Decide whether the statement is possible or impossible. \[ \cos \theta<0 \text { and } \sec \theta<0 \] Is the statement possible or impossible? A. The statement is impossible because $\cos \theta$ is always positive. B. The statement is impossible because cosine and secant always have opposite signs. C. The statement is possible because $\sec \theta$ is always negative. D. The statement is possible because cosine and secant always have the same sign. E. The statement is impossible because $\sec \theta$ is always positive. $\mathrm{F}$. The statement is possible because $\cos \theta$ is always negative.

Step 1 ：The secant of an angle is defined as the reciprocal of the cosine of the angle. Therefore, if the cosine of an angle is negative, its secant will also be negative. Conversely, if the cosine of an angle is positive, its secant will also be positive.

Step 2 ：Let's take an example where \(\theta = 2.0943951023931953\).

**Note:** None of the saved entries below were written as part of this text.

use std::future::Future;

use crate::error::Result;
use crate::executor::Executor;
use crate::metadata::{EntityType, Field, Filters, Relation, Validators};
use crate::record::Record;
use crate::registry;
use crate::search::Search;
use crate::value::Id;

/// The core trait for mapped entities.
///
/// An entity wraps a [`Record<Self>`] and declares its columns, relations,
/// validators and filters. Everything else (loading, saving, deleting,
/// searching) is provided. It is usually implemented with `#[derive(Entity)]`.
///
/// Declaration functions must be pure: they are called once, when the type's
/// metadata is first built, and must not ask for any entity's metadata.
pub trait Entity: Sized + Send + Sync + 'static {
    /// Type name, used for the default table and foreign-key names.
    const NAME: &'static str;

    /// Table override. Defaults to the pluralized, lower-cased type name.
    fn table() -> Option<&'static str> {
        None
    }

    /// Persisted scalar columns, in order. `id` is implicit.
    fn fields() -> Vec<Field>;

    fn relations() -> Vec<Relation> {
        Vec::new()
    }

    fn validators() -> Validators {
        Validators::default()
    }

    fn filters() -> Filters {
        Filters::default()
    }

    fn record(&self) -> &Record<Self>;

    fn record_mut(&mut self) -> &mut Record<Self>;

    fn from_record(record: Record<Self>) -> Self;

    /// Cached metadata for this type.
    fn entity_type() -> &'static EntityType {
        registry::entity_type::<Self>()
    }

    /// A new virtual entity.
    fn new() -> Self {
        Self::from_record(Record::new())
    }

    /// Builds an entity, loading row `id` when one is given.
    ///
    /// A missing row is not an error: the entity is returned virtual.
    fn construct(
        ex: &mut Executor<'_>,
        id: Option<Id>,
    ) -> impl Future<Output = Result<Self>> + Send {
        async move {
            let mut entity = Self::new();
            if let Some(id) = id {
                entity.record_mut().load(ex, id).await?;
            }
            Ok(entity)
        }
    }

    /// The entity with id `id`, if its row exists.
    fn find(ex: &mut Executor<'_>, id: Id) -> impl Future<Output = Result<Option<Self>>> + Send {
        async move {
            let entity = Self::construct(ex, Some(id)).await?;
            Ok(entity.is_persisted().then_some(entity))
        }
    }

    /// Reloads this entity from row `id`. Returns whether a row was found.
    fn load(&mut self, ex: &mut Executor<'_>, id: Id) -> impl Future<Output = Result<bool>> + Send {
        self.record_mut().load(ex, id)
    }

    fn save(&mut self, ex: &mut Executor<'_>) -> impl Future<Output = Result<bool>> + Send {
        self.record_mut().save(ex)
    }

    fn save_with_id(
        &mut self,
        ex: &mut Executor<'_>,
        id: Option<Id>,
    ) -> impl Future<Output = Result<bool>> + Send {
        self.record_mut().save_with_id(ex, id)
    }

    fn delete(&mut self, ex: &mut Executor<'_>) -> impl Future<Output = Result<bool>> + Send {
        self.record_mut().delete(ex)
    }

    fn flush_associations(
        &mut self,
        ex: &mut Executor<'_>,
    ) -> impl Future<Output = Result<usize>> + Send {
        self.record_mut().flush_associations(ex)
    }

    /// A search over this entity's table.
    fn search<'a, 'e>(ex: &'a mut Executor<'e>) -> Search<'a, 'e> {
        Search::for_entity::<Self>(ex)
    }

    fn id(&self) -> Option<Id> {
        self.record().id()
    }

    fn is_persisted(&self) -> bool {
        self.record().is_persisted()
    }
}
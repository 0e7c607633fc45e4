//! Per-type entity metadata: fields, relations, validators and read filters.

use std::any::{Any, TypeId};
use std::collections::BTreeMap;
use std::fmt;
use std::sync::Arc;

use futures_util::future::BoxFuture;

use crate::entity::Entity;
use crate::error::Result;
use crate::executor::Executor;
use crate::naming;
use crate::value::{Id, Value};

/// A persisted scalar column.
#[derive(Debug, Clone, Copy, PartialEq, Eq, Hash)]
pub struct Field {
    column: &'static str,
}

impl Field {
    pub const fn new(column: &'static str) -> Self {
        Self { column }
    }

    pub fn column(&self) -> &'static str {
        self.column
    }
}

impl From<&'static str> for Field {
    fn from(column: &'static str) -> Self {
        Self::new(column)
    }
}

#[derive(Debug, Clone, Copy, PartialEq, Eq, Hash)]
pub enum RelationKind {
    /// Foreign key column on the owning table.
    OneToOne,
    /// Pivot table; child rows are deleted with the owner.
    OneToMany,
    /// Pivot table; child rows outlive the owner.
    ManyToMany,
}

impl RelationKind {
    /// Whether the relation is stored in a pivot table.
    pub fn uses_pivot(self) -> bool {
        !matches!(self, RelationKind::OneToOne)
    }
}

/// Builds a related entity by id, type-erased so relations can point at any entity type.
pub type Loader =
    for<'a, 'e> fn(&'a mut Executor<'e>, Id) -> BoxFuture<'a, Result<Box<dyn Any + Send + Sync>>>;

fn load_related<'a, 'e, U: Entity>(
    ex: &'a mut Executor<'e>,
    id: Id,
) -> BoxFuture<'a, Result<Box<dyn Any + Send + Sync>>> {
    Box::pin(async move {
        let entity = U::construct(ex, Some(id)).await?;
        Ok(Box::new(entity) as Box<dyn Any + Send + Sync>)
    })
}

/// A declared relation from an owner type to a target type.
#[derive(Clone)]
pub struct Relation {
    kind: RelationKind,
    target_name: &'static str,
    target: fn() -> &'static EntityType,
    loader: Loader,
    parent_column: Option<String>,
    child_column: Option<String>,
    name: Option<String>,
}

impl fmt::Debug for Relation {
    fn fmt(&self, f: &mut fmt::Formatter<'_>) -> fmt::Result {
        f.debug_struct("Relation")
            .field("kind", &self.kind)
            .field("target", &self.target_name)
            .field("parent_column", &self.parent_column)
            .field("child_column", &self.child_column)
            .field("name", &self.name)
            .finish()
    }
}

impl Relation {
    fn of<U: Entity>(kind: RelationKind) -> Self {
        Self {
            kind,
            target_name: U::NAME,
            target: crate::registry::entity_type::<U>,
            loader: load_related::<U>,
            parent_column: None,
            child_column: None,
            name: None,
        }
    }

    /// The owner stores `U`'s id in a foreign-key column (see [`Relation::parent_column`]).
    pub fn one_to_one<U: Entity>() -> Self {
        Self::of::<U>(RelationKind::OneToOne)
    }

    pub fn one_to_many<U: Entity>() -> Self {
        Self::of::<U>(RelationKind::OneToMany)
    }

    pub fn many_to_many<U: Entity>() -> Self {
        Self::of::<U>(RelationKind::ManyToMany)
    }

    /// Pivot column holding the owner id, or the foreign-key column of a one-to-one.
    pub fn parent_column(mut self, column: impl Into<String>) -> Self {
        self.parent_column = Some(column.into());
        self
    }

    /// Pivot column holding the child id.
    pub fn child_column(mut self, column: impl Into<String>) -> Self {
        self.child_column = Some(column.into());
        self
    }

    /// Key under which the relation is stored in a record.
    pub fn named(mut self, name: impl Into<String>) -> Self {
        self.name = Some(name.into());
        self
    }

    pub fn kind(&self) -> RelationKind {
        self.kind
    }

    pub fn target_name(&self) -> &'static str {
        self.target_name
    }

    /// Target metadata, resolved through the registry on first use.
    pub fn target(&self) -> &'static EntityType {
        (self.target)()
    }

    pub(crate) fn loader(&self) -> Loader {
        self.loader
    }

    /// Record key: the explicit name, else `tags` for pivot relations and `author` for one-to-one.
    pub fn key(&self) -> String {
        match (&self.name, self.kind) {
            (Some(name), _) => name.clone(),
            (None, RelationKind::OneToOne) => self.target_name.to_lowercase(),
            (None, _) => naming::table_for(self.target_name),
        }
    }

    /// Pivot column for the owner id, defaulting to `{owner}_id`.
    pub fn owner_column(&self, owner: &EntityType) -> String {
        self.parent_column
            .clone()
            .unwrap_or_else(|| naming::foreign_key(owner.name()))
    }

    /// Pivot column for the child id, defaulting to `{target}_id`.
    pub fn target_column(&self) -> String {
        self.child_column
            .clone()
            .unwrap_or_else(|| naming::foreign_key(self.target_name))
    }

    /// Owner-table column holding a one-to-one target id, defaulting to `{target}_id`.
    pub fn foreign_key_column(&self) -> String {
        self.parent_column
            .clone()
            .unwrap_or_else(|| naming::foreign_key(self.target_name))
    }

    /// `{ownerTable}_{targetTable}`.
    pub fn pivot_table(&self, owner: &EntityType) -> String {
        naming::pivot_table(owner.table(), self.target().table())
    }
}

/// Kind of a validation rule.
#[derive(Debug, Clone, Copy, PartialEq, Eq)]
pub enum RuleKind {
    /// Accepts or rejects the candidate.
    Boolean,
    /// Rewrites the candidate.
    Sanitizer,
}

type Check = Arc<dyn Fn(&Value) -> bool + Send + Sync>;
type Sanitize = Arc<dyn Fn(&mut Value) + Send + Sync>;
type Transform = Arc<dyn Fn(Value) -> Value + Send + Sync>;

#[derive(Clone)]
pub enum Rule {
    Check(Check),
    Sanitize(Sanitize),
}

impl Rule {
    pub fn kind(&self) -> RuleKind {
        match self {
            Rule::Check(_) => RuleKind::Boolean,
            Rule::Sanitize(_) => RuleKind::Sanitizer,
        }
    }
}

impl fmt::Debug for Rule {
    fn fmt(&self, f: &mut fmt::Formatter<'_>) -> fmt::Result {
        write!(f, "Rule::{:?}", self.kind())
    }
}

/// Field validators, kept in declaration order per field.
#[derive(Debug, Clone, Default)]
pub struct Validators {
    rules: BTreeMap<String, Vec<Rule>>,
}

impl Validators {
    pub fn new() -> Self {
        Self::default()
    }

    /// Adds a boolean check; every check of a field must accept a candidate.
    pub fn check<F>(mut self, field: &str, check: F) -> Self
    where
        F: Fn(&Value) -> bool + Send + Sync + 'static,
    {
        self.push(field, Rule::Check(Arc::new(check)));
        self
    }

    /// Adds a sanitizer; sanitizers rewrite the candidate in order.
    pub fn sanitize<F>(mut self, field: &str, sanitize: F) -> Self
    where
        F: Fn(&mut Value) + Send + Sync + 'static,
    {
        self.push(field, Rule::Sanitize(Arc::new(sanitize)));
        self
    }

    fn push(&mut self, field: &str, rule: Rule) {
        self.rules.entry(field.to_owned()).or_default().push(rule);
    }

    pub fn rules(&self, field: &str) -> &[Rule] {
        self.rules.get(field).map_or(&[], Vec::as_slice)
    }

    /// Runs the field's rules over a candidate. `None` means it was rejected.
    pub fn apply(&self, field: &str, mut candidate: Value) -> Option<Value> {
        for rule in self.rules(field) {
            match rule {
                Rule::Check(check) => {
                    if !check(&candidate) {
                        return None;
                    }
                }
                Rule::Sanitize(sanitize) => sanitize(&mut candidate),
            }
        }
        Some(candidate)
    }
}

/// Output transforms applied when a field is read.
#[derive(Clone, Default)]
pub struct Filters {
    transforms: BTreeMap<String, Vec<Transform>>,
}

impl fmt::Debug for Filters {
    fn fmt(&self, f: &mut fmt::Formatter<'_>) -> fmt::Result {
        f.debug_map()
            .entries(self.transforms.iter().map(|(k, v)| (k, v.len())))
            .finish()
    }
}

impl Filters {
    pub fn new() -> Self {
        Self::default()
    }

    pub fn filter<F>(mut self, field: &str, transform: F) -> Self
    where
        F: Fn(Value) -> Value + Send + Sync + 'static,
    {
        self.transforms
            .entry(field.to_owned())
            .or_default()
            .push(Arc::new(transform));
        self
    }

    pub fn apply(&self, field: &str, value: Value) -> Value {
        self.transforms
            .get(field)
            .into_iter()
            .flatten()
            .fold(value, |acc, transform| transform(acc))
    }
}

/// Metadata of one entity type, built once and shared for the life of the process.
#[derive(Debug)]
pub struct EntityType {
    type_id: TypeId,
    name: &'static str,
    table: String,
    fields: Vec<Field>,
    relations: Vec<Relation>,
    validators: Validators,
    filters: Filters,
}

impl EntityType {
    /// Collects the declarations of `E`. Does not touch the registry.
    pub fn build<E: Entity>() -> Self {
        Self {
            type_id: TypeId::of::<E>(),
            name: E::NAME,
            table: E::table().map_or_else(|| naming::table_for(E::NAME), str::to_owned),
            fields: E::fields(),
            relations: E::relations(),
            validators: E::validators(),
            filters: E::filters(),
        }
    }

    pub fn type_id(&self) -> TypeId {
        self.type_id
    }

    pub fn is<E: Entity>(&self) -> bool {
        self.type_id == TypeId::of::<E>()
    }

    pub fn name(&self) -> &'static str {
        self.name
    }

    pub fn table(&self) -> &str {
        &self.table
    }

    pub fn fields(&self) -> &[Field] {
        &self.fields
    }

    pub fn has_field(&self, column: &str) -> bool {
        self.fields.iter().any(|f| f.column() == column)
    }

    pub fn relations(&self) -> &[Relation] {
        &self.relations
    }

    pub fn relation(&self, key: &str) -> Option<&Relation> {
        self.relations.iter().find(|r| r.key() == key)
    }

    pub fn validators(&self) -> &Validators {
        &self.validators
    }

    pub fn filters(&self) -> &Filters {
        &self.filters
    }
}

Step 3 ：Calculate the cosine of \(\theta\), \(\cos \theta = -0.4999999999999998\).

Step 4 ：Calculate the secant of \(\theta\), \(\sec \theta = -2.000000000000001\).

Step 5 ：The cosine and secant of the angle \(\theta\) are both negative, which confirms that it is possible for both the cosine and secant of an angle to be negative at the same time.

Step 6 ：Final Answer: The statement is possible because cosine and secant always have the same sign. So, the correct option is \(\boxed{\text{(D)}}\).